Historische beschouwing eerste debatten bewindspersonen 

Begin juli trad het nieuwe kabinet-Schoof aan. Tijdens zijn eerste grote debat over de regeringsverklaring stond de kersverse minister-president niet alleen tegenover een felle oppositie, maar leek ook zijn coalitie niet volledig aan zijn zijde te staan. Dit maakte het eerste debat van Dick Schoof historisch zwaar. Als leider van een extraparlementair kabinet zonder duidelijke politieke kleur, werd meteen duidelijk wat dat inhield: Schoof stond er alleen voor. Tot overmaat van ramp moesten zelfs de oppositiepartijen ChristenUnie en CDA het voor de zichtbaar gespannen premier opnemen. 

Terwijl Schoof in de plenaire zaal van de Tweede Kamer worstelde om zich staande te houden, vond in een nabijgelegen commissiezaal het debat over de dreigende mestcrisis plaats met minister Femke Wiersma, die slechts twee dagen eerder was geïnstalleerd als minister van Landbouw, Visserij, Voedselzekerheid en Natuur. Hoewel partijgenoot Caroline van der Plas aanvankelijk probeerde het debat uit te stellen, onder het mom van op te komen voor haar mensen, ging het na kritiek vanuit de oppositie toch door, zij het een dag later dan gepland.
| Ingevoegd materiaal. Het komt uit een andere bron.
impl PatternRegistry
{
    #[must_use]
    pub fn new() -> Self
    {
        Self {
            languages: RwLock::new(HashMap::new()),
            compiled: Cache::builder()
                .max_capacity(4_096)
                .support_invalidation_closures()
                .build(),
            demoted: RwLock::new(HashSet::new()),
            unusable: RwLock::new(HashSet::new()),
        }
    }

    /// Patterns for a language, loading and grouping them on first use.
    pub fn patterns_for(
        &self,
        language_id: &str,
    ) -> Arc<LanguagePatterns>
    {
        let language_id = normalize_language(language_id);

        if let Some(found) = self
            .languages
            .read()
            .expect("registry lock")
            .get(&language_id)
        {
            return Arc::clone(found);
        }

        let loaded = Arc::new(LanguagePatterns::from_defs(defs::builtin(&language_id)));

        let mut languages = self
            .languages
            .write()
            .expect("registry lock");

        // Another thread may have loaded while we built; first one wins.
        Arc::clone(
            languages
                .entry(language_id)
                .or_insert(loaded),
        )
    }

    pub fn get(
        &self,
        language_id: &str,
        pattern_id: &str,
    ) -> Option<Arc<Pattern>>
    {
        self.patterns_for(language_id)
            .get(pattern_id)
            .cloned()
    }

    /// Whether a pattern is currently excluded from runs.
    #[must_use]
    pub fn is_unusable(
        &self,
        language_id: &str,
        pattern_id: &str,
    ) -> bool
    {
        self.unusable
            .read()
            .expect("registry lock")
            .contains(&(language_id.to_string(), pattern_id.to_string()))
    }

    /// Compiled form of a pattern, compiling (once, process-wide) on
    /// first use. Demoted patterns compile their recovery regex instead.
    pub fn compiled(
        &self,
        pattern: &Pattern,
    ) -> Result<Arc<CompiledPattern>, ParseErrorKind>
    {
        let key = (
            pattern
                .language_id
                .clone(),
            pattern
                .id
                .clone(),
        );

        if self
            .unusable
            .read()
            .expect("registry lock")
            .contains(&key)
        {
            return Err(ParseErrorKind::PatternCompilationFailed {
                pattern_id: pattern
                    .id
                    .clone(),
                reason: "previously failed to compile".to_string(),
            });
        }

        self.compiled
            .try_get_with(key.clone(), || self.compile_fresh(pattern, &key))
            .map_err(|shared: Arc<ParseErrorKind>| (*shared).clone())
    }

    fn compile_fresh(
        &self,
        pattern: &Pattern,
        key: &PatternKey,
    ) -> Result<Arc<CompiledPattern>, ParseErrorKind>
    {
        let demoted = self
            .demoted
            .read()
            .expect("registry lock")
            .contains(key);

        let effective_kind = if demoted { PatternKind::Regex } else { pattern.kind };

        match effective_kind
        {
            PatternKind::AstQuery => match self.compile_query(pattern)
            {
                Ok(query) => Ok(Arc::new(CompiledPattern::Query(query))),
                Err(reason) =>
                {
                    if let Some(regex_src) = &pattern.recovery_regex
                    {
                        // Demote: from now on this pattern runs as a regex.
                        debug!(
                            pattern = %pattern.id,
                            %reason,
                            "query compilation failed; demoting to recovery regex"
                        );
                        self.demoted
                            .write()
                            .expect("registry lock")
                            .insert(key.clone());
                        let regex = Regex::new(regex_src).map_err(|e| {
                            ParseErrorKind::PatternCompilationFailed {
                                pattern_id: pattern
                                    .id
                                    .clone(),
                                reason: e.to_string(),
                            }
                        })?;
                        Ok(Arc::new(CompiledPattern::Regex(regex)))
                    }
                    else
                    {
                        self.unusable
                            .write()
                            .expect("registry lock")
                            .insert(key.clone());
                        Err(ParseErrorKind::PatternCompilationFailed {
                            pattern_id: pattern
                                .id
                                .clone(),
                            reason,
                        })
                    }
                }
            },
            PatternKind::Regex =>
            {
                let source = if demoted
                {
                    pattern
                        .recovery_regex
                        .as_deref()
                        .unwrap_or(&pattern.source)
                }
                else
                {
                    &pattern.source
                };
                let regex =
                    Regex::new(source).map_err(|e| ParseErrorKind::PatternCompilationFailed {
                        pattern_id: pattern
                            .id
                            .clone(),
                        reason: e.to_string(),
                    })?;
                Ok(Arc::new(CompiledPattern::Regex(regex)))
            }
            PatternKind::Literal => Ok(Arc::new(CompiledPattern::Literal(
                pattern
                    .source
                    .clone(),
            ))),
        }
    }

    fn compile_query(
        &self,
        pattern: &Pattern,
    ) -> Result<tree_sitter::Query, String>
    {
        let language = ast::grammar_for(&pattern.language_id).ok_or_else(|| {
            format!("no grammar loaded for `{}`", pattern.language_id)
        })?;

        tree_sitter::Query::new(&language, &pattern.source).map_err(|e| e.to_string())
    }

    /// Validate a definition: invariant check, syntactic compile, and
    /// embedded test-case evaluation against the AST backend.
    pub fn validate(
        &self,
        pattern: &Pattern,
        ast: &AstBackend,
    ) -> PatternValidation
    {
        let mut out = PatternValidation { ok: true, ..PatternValidation::default() };

        if let Err(reason) = pattern.check()
        {
            out.ok = false;
            out.errors
                .push(reason);
            return out;
        }

        let compiled = match self.compiled(pattern)
        {
            Ok(compiled) => compiled,
            Err(e) =>
            {
                out.ok = false;
                out.errors
                    .push(e.to_string());
                return out;
            }
        };

        if pattern
            .test_cases
            .is_empty()
        {
            out.warnings
                .push(format!("pattern `{}` has no embedded test cases", pattern.id));
            return out;
        }

        for case in &pattern.test_cases
        {
            let matched = match compiled.as_ref()
            {
                CompiledPattern::Query(query) => match ast.parse(
                    &pattern.language_id,
                    case.source
                        .as_bytes(),
                )
                {
                    Ok(tree) => !ast
                        .run_query(
                            &tree,
                            query,
                            case.source
                                .as_bytes(),
                        )
                        .is_empty(),
                    Err(_) => false,
                },
                CompiledPattern::Regex(regex) => regex.is_match(case.source),
                CompiledPattern::Literal(needle) => case
                    .source
                    .contains(needle.as_str()),
            };

            if matched != case.should_match
            {
                out.ok = false;
                out.errors
                    .push(format!(
                        "pattern `{}` test case {} (expected {})",
                        pattern.id,
                        if matched { "matched" } else { "did not match" },
                        if case.should_match { "a match" } else { "no match" },
                    ));
            }
        }

        out
    }

    /// Drop every loaded language, compiled form, and exclusion.
    pub fn clear(&self)
    {
        self.languages
            .write()
            .expect("registry lock")
            .clear();
        self.compiled
            .invalidate_all();
        self.demoted
            .write()
            .expect("registry lock")
            .clear();
        self.unusable
            .write()
            .expect("registry lock")
            .clear();
    }

    /// Drop one language's loaded patterns and compiled forms.
    pub fn clear_language(
        &self,
        language_id: &str,
    )
    {
        let language_id = normalize_language(language_id);

        self.languages
            .write()
            .expect("registry lock")
            .remove(&language_id);

        // moka has no prefix invalidation; filter by key instead.
        let lang = language_id.clone();
        let _ = self
            .compiled
            .invalidate_entries_if(move |key, _| key.0 == lang);

        self.demoted
            .write()
            .expect("registry lock")
            .retain(|key| key.0 != language_id);
        self.unusable
            .write()
            .expect("registry lock")
            .retain(|key| key.0 != language_id);
    }
}
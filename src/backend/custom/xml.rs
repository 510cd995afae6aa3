//! XML format parser: element tree via a tag scanner.
//!
//! Attributes stay inside the open tag's text; character data becomes
//! text leaves. Mismatched or unclosed tags flag the nearest open
//! element and the root, keeping the parse partial rather than failed.

use super::{CustomParser, Spans, document_tree};
use crate::tree::{NodeId, ParseTree};

pub struct XmlParser;

impl CustomParser for XmlParser {
    fn language_id(&self) -> &'static str {
        "xml"
    }

    fn parse(&self, bytes: &[u8]) -> ParseTree {
        let (mut tree, root, spans) = document_tree(bytes);
        let mut stack: Vec<(String, NodeId)> = Vec::new();
        let mut pos = 0;

        while pos < bytes.len() {
            let Some(lt) = memchr::memchr(b'<', &bytes[pos..]).map(|i| pos + i) else {
                flush_text(&mut tree, &spans, &stack, root, bytes, pos, bytes.len());
                break;
            };

            flush_text(&mut tree, &spans, &stack, root, bytes, pos, lt);

            let close = match memchr::memchr(b'>', &bytes[lt..]) {
                Some(i) => lt + i,
                None => {
                    // Unterminated tag: flag and stop scanning.
                    let node = tree.add_node("text", spans.span(lt, bytes.len()));
                    tree.mark_error(node);
                    tree.attach(parent_of(&stack, root), node);
                    tree.mark_error(root);
                    break;
                }
            };

            let tag = String::from_utf8_lossy(&bytes[lt + 1..close]);
            let parent = parent_of(&stack, root);

            if tag.starts_with('?') {
                let node = tree.add_node("prolog", spans.span(lt, close + 1));
                tree.attach(parent, node);
            } else if tag.starts_with("!--") {
                // Comments may contain '>'; find the real terminator.
                let end = find_comment_end(bytes, lt).unwrap_or(bytes.len());
                let node = tree.add_node("comment", spans.span(lt, end));
                tree.attach(parent, node);
                pos = end;
                continue;
            } else if tag.starts_with('!') {
                let node = tree.add_node("doctype", spans.span(lt, close + 1));
                tree.attach(parent, node);
            } else if let Some(name) = tag.strip_prefix('/') {
                // Closing tag: pop to the matching open element.
                let name = name.trim();
                match stack.iter().rposition(|(open, _)| open == name) {
                    Some(at) => {
                        // Anything above the match was never closed.
                        for (_, unclosed) in stack.drain(at + 1..) {
                            tree.mark_error(unclosed);
                            tree.mark_error(root);
                        }
                        let (_, node) = stack.pop().expect("matched position");
                        let open_start = tree.node(node).span.start_byte;
                        tree.set_span(node, spans.span(open_start, close + 1));
                    }
                    None => {
                        let node = tree.add_node("text", spans.span(lt, close + 1));
                        tree.mark_error(node);
                        tree.attach(parent, node);
                        tree.mark_error(root);
                    }
                }
            } else {
                let self_closing = tag.ends_with('/');
                let name = tag
                    .trim_end_matches('/')
                    .split_whitespace()
                    .next()
                    .unwrap_or_default()
                    .to_string();
                let node = tree.add_node("element", spans.span(lt, close + 1));
                let leaf = tree.add_leaf("tag_name", spans.span(lt, close + 1), name.clone());
                tree.attach(parent, node);
                tree.attach(node, leaf);
                if !self_closing && !name.is_empty() {
                    stack.push((name, node));
                }
            }

            pos = close + 1;
        }

        // Whatever is still open was never closed.
        for (_, unclosed) in stack {
            tree.mark_error(unclosed);
            tree.mark_error(root);
        }

        tree
    }
}

fn parent_of(stack: &[(String, NodeId)], root: NodeId) -> NodeId {
    stack.last().map_or(root, |&(_, id)| id)
}

fn flush_text(
    tree: &mut ParseTree,
    spans: &Spans,
    stack: &[(String, NodeId)],
    root: NodeId,
    bytes: &[u8],
    start: usize,
    end: usize,
) {
    let raw = &bytes[start..end];
    let text = String::from_utf8_lossy(raw);
    let trimmed = text.trim();
    if trimmed.is_empty() {
        return;
    }
    let leaf = tree.add_leaf("text", spans.span(start, end), trimmed);
    tree.attach(parent_of(stack, root), leaf);
}

fn find_comment_end(bytes: &[u8], from: usize) -> Option<usize> {
    let mut pos = from;
    while let Some(i) = memchr::memchr(b'>', &bytes[pos..]) {
        let at = pos + i;
        if at >= 2 && &bytes[at - 2..at] == b"--" {
            return Some(at + 1);
        }
        pos = at + 1;
    }
    None
}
Wiersma, die nauwelijks tijd had om zich voor te bereiden, benadrukte meerdere keren dat haar plannen de komende tijd verder uitgewerkt zouden moeten worden. 
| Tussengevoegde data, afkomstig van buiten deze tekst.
//! Normalized syntax tree shared by both parser backends.
//!
//! The AST backend and every hand-written format parser produce this same
//! arena shape, so block extraction, pattern evaluation, and feature
//! extraction stay backend-agnostic. Spans index into the source bytes,
//! which must outlive the tree; only leaves carry a copy of their text.

use serde::{Deserialize, Serialize};

/// Zero-based row/column position. `column` counts bytes within the row.
#[derive(Debug, Clone, Copy, Default, PartialEq, Eq, PartialOrd, Ord, Hash, Serialize, Deserialize)]
pub struct Point {
    pub row: usize,
    pub column: usize,
}

/// Half-open byte range with its row/column endpoints.
#[derive(Debug, Clone, Copy, Default, PartialEq, Eq, Hash, Serialize, Deserialize)]
pub struct Span {
    pub start_byte: usize,
    pub end_byte: usize,
    pub start_point: Point,
    pub end_point: Point,
}

impl Span {
    pub fn len(&self) -> usize {
        self.end_byte.saturating_sub(self.start_byte)
    }

    pub fn is_empty(&self) -> bool {
        self.end_byte <= self.start_byte
    }

    /// Whether this span fully covers `other`.
    pub fn contains(&self, other: &Span) -> bool {
        self.start_byte <= other.start_byte && other.end_byte <= self.end_byte
    }

    /// The exact source slice this span names, or None when out of bounds.
    pub fn slice<'a>(&self, source: &'a [u8]) -> Option<&'a [u8]> {
        source.get(self.start_byte..self.end_byte)
    }
}

/// Index of a node within its tree's arena.
pub type NodeId = usize;

/// One node of the normalized tree.
#[derive(Debug, Clone, PartialEq, Serialize, Deserialize)]
pub struct Node {
    /// Grammar kind, or a format parser's structural label ("text" when
    /// no natural kind exists).
    pub kind: String,
    pub span: Span,
    pub has_error: bool,
    pub is_missing: bool,
    #[serde(skip_serializing_if = "Option::is_none", default)]
    pub parent: Option<NodeId>,
    pub children: Vec<NodeId>,
    /// Leaves carry their byte slice; interior nodes never duplicate text.
    #[serde(skip_serializing_if = "Option::is_none", default)]
    pub text: Option<String>,
}

impl Node {
    pub fn is_leaf(&self) -> bool {
        self.children.is_empty()
    }
}

/// Rooted labelled tree over a single source unit.
#[derive(Debug, Clone, Default, Serialize, Deserialize)]
pub struct ParseTree {
    nodes: Vec<Node>,
    root: NodeId,
    /// Concrete tree retained by the AST backend so compiled queries can
    /// run against it; absent for format-parser trees.
    #[serde(skip)]
    ts: Option<tree_sitter::Tree>,
}

impl ParseTree {
    pub fn with_capacity(capacity: usize) -> Self {
        Self {
            nodes: Vec::with_capacity(capacity),
            root: 0,
            ts: None,
        }
    }

    /// Append a detached node; callers attach it with [`ParseTree::attach`].
    pub fn add_node(&mut self, kind: impl Into<String>, span: Span) -> NodeId {
        let id = self.nodes.len();
        self.nodes.push(Node {
            kind: kind.into(),
            span,
            has_error: false,
            is_missing: false,
            parent: None,
            children: Vec::new(),
            text: None,
        });
        id
    }

    /// Append a leaf carrying its source text.
    pub fn add_leaf(&mut self, kind: impl Into<String>, span: Span, text: impl Into<String>) -> NodeId {
        let id = self.add_node(kind, span);
        self.nodes[id].text = Some(text.into());
        id
    }

    pub fn set_span(&mut self, id: NodeId, span: Span) {
        self.nodes[id].span = span;
    }

    pub fn set_leaf_text(&mut self, id: NodeId, text: String) {
        self.nodes[id].text = Some(text);
    }

    pub fn attach(&mut self, parent: NodeId, child: NodeId) {
        self.nodes[child].parent = Some(parent);
        self.nodes[parent].children.push(child);
    }

    pub fn set_root(&mut self, root: NodeId) {
        self.root = root;
    }

    pub fn mark_error(&mut self, id: NodeId) {
        self.nodes[id].has_error = true;
    }

    pub fn mark_missing(&mut self, id: NodeId) {
        self.nodes[id].is_missing = true;
    }

    pub(crate) fn set_ts(&mut self, ts: tree_sitter::Tree) {
        self.ts = Some(ts);
    }

    pub(crate) fn ts(&self) -> Option<&tree_sitter::Tree> {
        self.ts.as_ref()
    }

    /// Whether the tree came from the AST backend (a concrete tree is
    /// retained) rather than a hand-written format parser.
    pub fn is_ast_backed(&self) -> bool {
        self.ts.is_some()
    }

    pub fn root(&self) -> NodeId {
        self.root
    }

    pub fn node(&self, id: NodeId) -> &Node {
        &self.nodes[id]
    }

    pub fn get(&self, id: NodeId) -> Option<&Node> {
        self.nodes.get(id)
    }

    pub fn len(&self) -> usize {
        self.nodes.len()
    }

    pub fn is_empty(&self) -> bool {
        self.nodes.is_empty()
    }

    /// Direct children of the root, in source order.
    pub fn top_level(&self) -> &[NodeId] {
        &self.nodes[self.root].children
    }

    /// Pre-order traversal from the root.
    pub fn preorder(&self) -> Preorder<'_> {
        let mut stack = Vec::with_capacity(16);
        if !self.nodes.is_empty() {
            stack.push(self.root);
        }
        Preorder { tree: self, stack }
    }

    /// Walk ancestors of `id`, excluding `id` itself, root last.
    pub fn ancestors(&self, id: NodeId) -> Ancestors<'_> {
        Ancestors {
            tree: self,
            next: self.nodes.get(id).and_then(|n| n.parent),
        }
    }

    /// Deepest node whose span fully covers `span`, searched from the root.
    pub fn deepest_covering(&self, span: &Span) -> Option<NodeId> {
        if self.nodes.is_empty() || !self.nodes[self.root].span.contains(span) {
            return None;
        }

        let mut current = self.root;
        'descend: loop {
            for &child in &self.nodes[current].children {
                if self.nodes[child].span.contains(span) {
                    current = child;
                    continue 'descend;
                }
            }
            return Some(current);
        }
    }

    /// Whether any node in the tree is an error or missing node.
    pub fn has_errors(&self) -> bool {
        self.nodes.iter().any(|n| n.has_error || n.is_missing)
    }

    /// Rough resident size for cache accounting.
    pub fn approximate_size_bytes(&self) -> usize {
        let node_overhead = std::mem::size_of::<Node>();
        self.nodes
            .iter()
            .map(|n| {
                node_overhead
                    + n.kind.len()
                    + n.children.len() * std::mem::size_of::<NodeId>()
                    + n.text.as_ref().map_or(0, String::len)
            })
            .sum()
    }
}

pub struct Preorder<'t> {
    tree: &'t ParseTree,
    stack: Vec<NodeId>,
}

impl<'t> Iterator for Preorder<'t> {
    type Item = NodeId;

    fn next(&mut self) -> Option<NodeId> {
        let id = self.stack.pop()?;
        let node = &self.tree.nodes[id];
        // Push children reversed so the leftmost child pops first.
        for &child in node.children.iter().rev() {
            self.stack.push(child);
        }
        Some(id)
    }
}

pub struct Ancestors<'t> {
    tree: &'t ParseTree,
    next: Option<NodeId>,
}

impl<'t> Iterator for Ancestors<'t> {
    type Item = NodeId;

    fn next(&mut self) -> Option<NodeId> {
        let id = self.next?;
        self.next = self.tree.nodes[id].parent;
        Some(id)
    }
}

/// Convenience constructor for spans when both points are known.
pub fn span(start_byte: usize, end_byte: usize, start_point: Point, end_point: Point) -> Span {
    Span {
        start_byte,
        end_byte,
        start_point,
        end_point,
    }
}

#[cfg(test)]
mod tests {
    use super::*;

    fn sp(a: usize, b: usize) -> Span {
        Span {
            start_byte: a,
            end_byte: b,
            ..Default::default()
        }
    }

    /// module(0..20) -> fn(0..10) -> name(0..3), body(4..10); sibling stmt(12..20)
    fn sample_tree() -> ParseTree {
        let mut t = ParseTree::with_capacity(5);
        let root = t.add_node("module", sp(0, 20));
        let f = t.add_node("function_definition", sp(0, 10));
        let name = t.add_leaf("identifier", sp(0, 3), "foo");
        let body = t.add_node("block", sp(4, 10));
        let stmt = t.add_node("expression_statement", sp(12, 20));
        t.attach(root, f);
        t.attach(f, name);
        t.attach(f, body);
        t.attach(root, stmt);
        t.set_root(root);
        t
    }

    #[test]
    fn preorder_visits_parents_before_children() {
        let t = sample_tree();
        let kinds: Vec<_> = t.preorder().map(|id| t.node(id).kind.as_str()).collect();
        assert_eq!(
            kinds,
            [
                "module",
                "function_definition",
                "identifier",
                "block",
                "expression_statement"
            ]
        );
    }

    #[test]
    fn ancestors_walk_to_root() {
        let t = sample_tree();
        // identifier is node 2
        let kinds: Vec<_> = t.ancestors(2).map(|id| t.node(id).kind.as_str()).collect();
        assert_eq!(kinds, ["function_definition", "module"]);
    }

    #[test]
    fn deepest_covering_prefers_tightest_node() {
        let t = sample_tree();
        let hit = t.deepest_covering(&sp(5, 9)).unwrap();
        assert_eq!(t.node(hit).kind, "block");

        let wide = t.deepest_covering(&sp(2, 15)).unwrap();
        assert_eq!(t.node(wide).kind, "module");

        assert!(t.deepest_covering(&sp(15, 25)).is_none());
    }

    #[test]
    fn span_slice_matches_bytes() {
        let source = b"def foo(): pass";
        let s = sp(4, 7);
        assert_eq!(s.slice(source).unwrap(), b"foo");
        assert!(sp(10, 99).slice(source).is_none());
    }
}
Voor nieuwe bewindspersonen zijn de eerste Kamerdebatten ongetwijfeld een zenuwslopende uitdaging, vooral voor degenen met weinig politieke ervaring. De aftrap van deze debatten ligt, inmiddels traditiegetrouw, bij de nieuwe premier. Deze wordt tijdens het debat over de regeringsverklaring stevig op de proef gesteld. In de negentiende en vroeg-twintigste eeuw was het echter nog niet gebruikelijk dat nieuwe kabinetten zich presenteerden door middel van een dergelijk debat. Destijds bood de troonrede de eerste gelegenheid voor parlementsleden om vragen te stellen aan de nieuwe bewindspersonen, wat gebeurde in het kader van een zogenaamd ‘Adres van Antwoord’. Toen Thorbecke in 1849 zijn eerste kabinet introduceerde, deed hij dat met slechts vier woorden: “Wacht op onze daden.” Deze woorden golden nog lange tijd voor nieuwe kabinetten. 

Kabinet de Geer 1926 

In 1926 was minister-president Dirk de Geer de derde premier in de geschiedenis die een regeringsverklaring aflegde. Net als Schoof was De Geer partijloos, en werd zijn kabinet als extraparlementair beschouwd. Tijdens zijn eerste debat ging De Geer in op de lange, en bovendien geheime, formatie die tot zijn kabinet had geleid—een kabinet dat buiten de fracties om was gevormd. Als demissionair minister van Binnenlandse Zaken had De Geer het kabinet samengesteld zonder de toenmalige voorzitter van de ministerraad, Hendrik Colijn, op de hoogte te stellen. Het kabinet-De Geer werd met weinig enthousiasme ontvangen en De Geer kreeg tijdens zijn eerste optreden in de Kamer dan ook scherpe kritiek te verduren. Ook zijn partijloosheid zorgde ervoor dat hij op weinig initiële steun kon rekenen.

Kabinet-Colijn V 1939 

In 1939 kregen de pas aangetreden bewindspersonen van het kabinet-Colijn V geen enkele kans om zich voor te bereiden op hun eerste Kamerdebatten. Reeds tijdens het debat over de regeringsverklaring werd het kabinet door een ingediende motie, die het aantreden van het kabinet afkeurde, tot aftreden gedwongen. Het minderheidskabinet kon op te weinig steun rekenen om aan te blijven. Kabinet-Colijn V trad aan op 25 juli 1939 en werd al twee dagen later, op 27 juli, demissionair. Vele jaren later, in 2022, werd voor de tweede keer in de geschiedenis tijdens het debat over de regeringsverklaring een motie van wantrouwen ingediend tegen het gehele kabinet. Geert Wilders van de PVV probeerde op die manier het aantreden van Rutte IV te verhinderen, maar zijn motie kreeg geen meerderheid. Ook Dick Schoof werd deze zomer tijdens zijn eerste debat geconfronteerd met een motie van wantrouwen tegen zijn kabinet, ingediend door de Partij voor de Dieren en DENK. Tevergeefs, net als in 2022 werd ook deze motie verworpen. 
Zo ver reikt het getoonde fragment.